Top of Extracted entries

//! Migration to create the employees table.
//!
//! `employee_code` is nullable because the code is derived from the primary
//! key and written right after the insert.

use sea_orm_migration::prelude::*;

#[derive(DeriveMigrationName)]
pub struct Migration;

#[async_trait::async_trait]
impl MigrationTrait for Migration {
    async fn up(&self, manager: &SchemaManager) -> Result<(), DbErr> {
        manager
            .create_table(
                Table::create()
                    .table(Employees::Table)
                    .if_not_exists()
                    .col(
                        ColumnDef::new(Employees::Id)
                            .integer()
                            .not_null()
                            .auto_increment()
                            .primary_key(),
                    )
                    .col(ColumnDef::new(Employees::EmployeeCode).string_len(20).null())
                    .col(ColumnDef::new(Employees::FirstName).string_len(100).not_null())
                    .col(ColumnDef::new(Employees::LastName).string_len(100).not_null())
                    .col(ColumnDef::new(Employees::Email).string_len(255).not_null())
                    .col(ColumnDef::new(Employees::Phone).string_len(50).null())
                    .col(ColumnDef::new(Employees::DateOfBirth).date().null())
                    .col(ColumnDef::new(Employees::Gender).string_len(20).null())
                    .col(ColumnDef::new(Employees::Address).text().null())
                    .col(ColumnDef::new(Employees::Position).string_len(100).not_null())
                    .col(ColumnDef::new(Employees::DepartmentId).integer().not_null())
                    .col(ColumnDef::new(Employees::ManagerId).integer().null())
                    .col(ColumnDef::new(Employees::HireDate).date().not_null())
                    .col(
                        ColumnDef::new(Employees::Salary)
                            .double()
                            .not_null()
                            .default(0.0),
                    )
                    .col(
                        ColumnDef::new(Employees::Status)
                            .string_len(20)
                            .not_null()
                            .default("Active"),
                    )
                    .col(
                        ColumnDef::new(Employees::EmergencyContactName)
                            .string_len(100)
                            .null(),
                    )
                    .col(
                        ColumnDef::new(Employees::EmergencyContactPhone)
                            .string_len(50)
                            .null(),
                    )
                    .col(
                        ColumnDef::new(Employees::CreatedAt)
                            .timestamp_with_time_zone()
                            .not_null()
                            .default(Expr::current_timestamp()),
                    )
                    .col(
                        ColumnDef::new(Employees::UpdatedAt)
                            .timestamp_with_time_zone()
                            .not_null()
                            .default(Expr::current_timestamp()),
                    )
                    .col(
                        ColumnDef::new(Employees::DeletedAt)
                            .timestamp_with_time_zone()
                            .null(),
                    )
                    .foreign_key(
                        ForeignKey::create()
                            .name("fk_employees_department_id")
                            .from(Employees::Table, Employees::DepartmentId)
                            .to(Departments::Table, Departments::Id)
                            .on_delete(ForeignKeyAction::Restrict),
                    )
                    .foreign_key(
                        ForeignKey::create()
                            .name("fk_employees_manager_id")
                            .from(Employees::Table, Employees::ManagerId)
                            .to(Employees::Table, Employees::Id)
                            .on_delete(ForeignKeyAction::SetNull),
                    )
                    .to_owned(),
            )
            .await?;

        manager
            .create_index(
                Index::create()
                    .name("idx_employees_email")
                    .table(Employees::Table)
                    .col(Employees::Email)
                    .unique()
                    .and_where(Expr::col(Employees::DeletedAt).is_null())
                    .to_owned(),
            )
            .await?;

        manager
            .create_index(
                Index::create()
                    .name("idx_employees_employee_code")
                    .table(Employees::Table)
                    .col(Employees::EmployeeCode)
                    .unique()
                    .to_owned(),
            )
            .await?;

        manager
            .create_index(
                Index::create()
                    .name("idx_employees_department_id")
                    .table(Employees::Table)
                    .col(Employees::DepartmentId)
                    .to_owned(),
            )
            .await?;

        Ok(())
    }

    async fn down(&self, manager: &SchemaManager) -> Result<(), DbErr> {
        for index in [
            "idx_employees_email",
            "idx_employees_employee_code",
            "idx_employees_department_id",
        ] {
            manager
                .drop_index(Index::drop().name(index).to_owned())
                .await?;
        }

        manager
            .drop_table(Table::drop().table(Employees::Table).to_owned())
            .await
    }
}

#[derive(DeriveIden)]
enum Employees {
    Table,
    Id,
    EmployeeCode,
    FirstName,
    LastName,
    Email,
    Phone,
    DateOfBirth,
    Gender,
    Address,
    Position,
    DepartmentId,
    ManagerId,
    HireDate,
    Salary,
    Status,
    EmergencyContactName,
    EmergencyContactPhone,
    CreatedAt,
    UpdatedAt,
    DeletedAt,
}

#[derive(DeriveIden)]
enum Departments {
    Table,
    Id,
}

Bottom of Extracted entries

■ Exercise brief
For each line of the data that includes the word "integer", return a copy of it.

■ Result of this exercise
                            .integer()
                    .col(ColumnDef::new(Employees::DepartmentId).integer().not_null())
                    .col(ColumnDef::new(Employees::ManagerId).integer().null())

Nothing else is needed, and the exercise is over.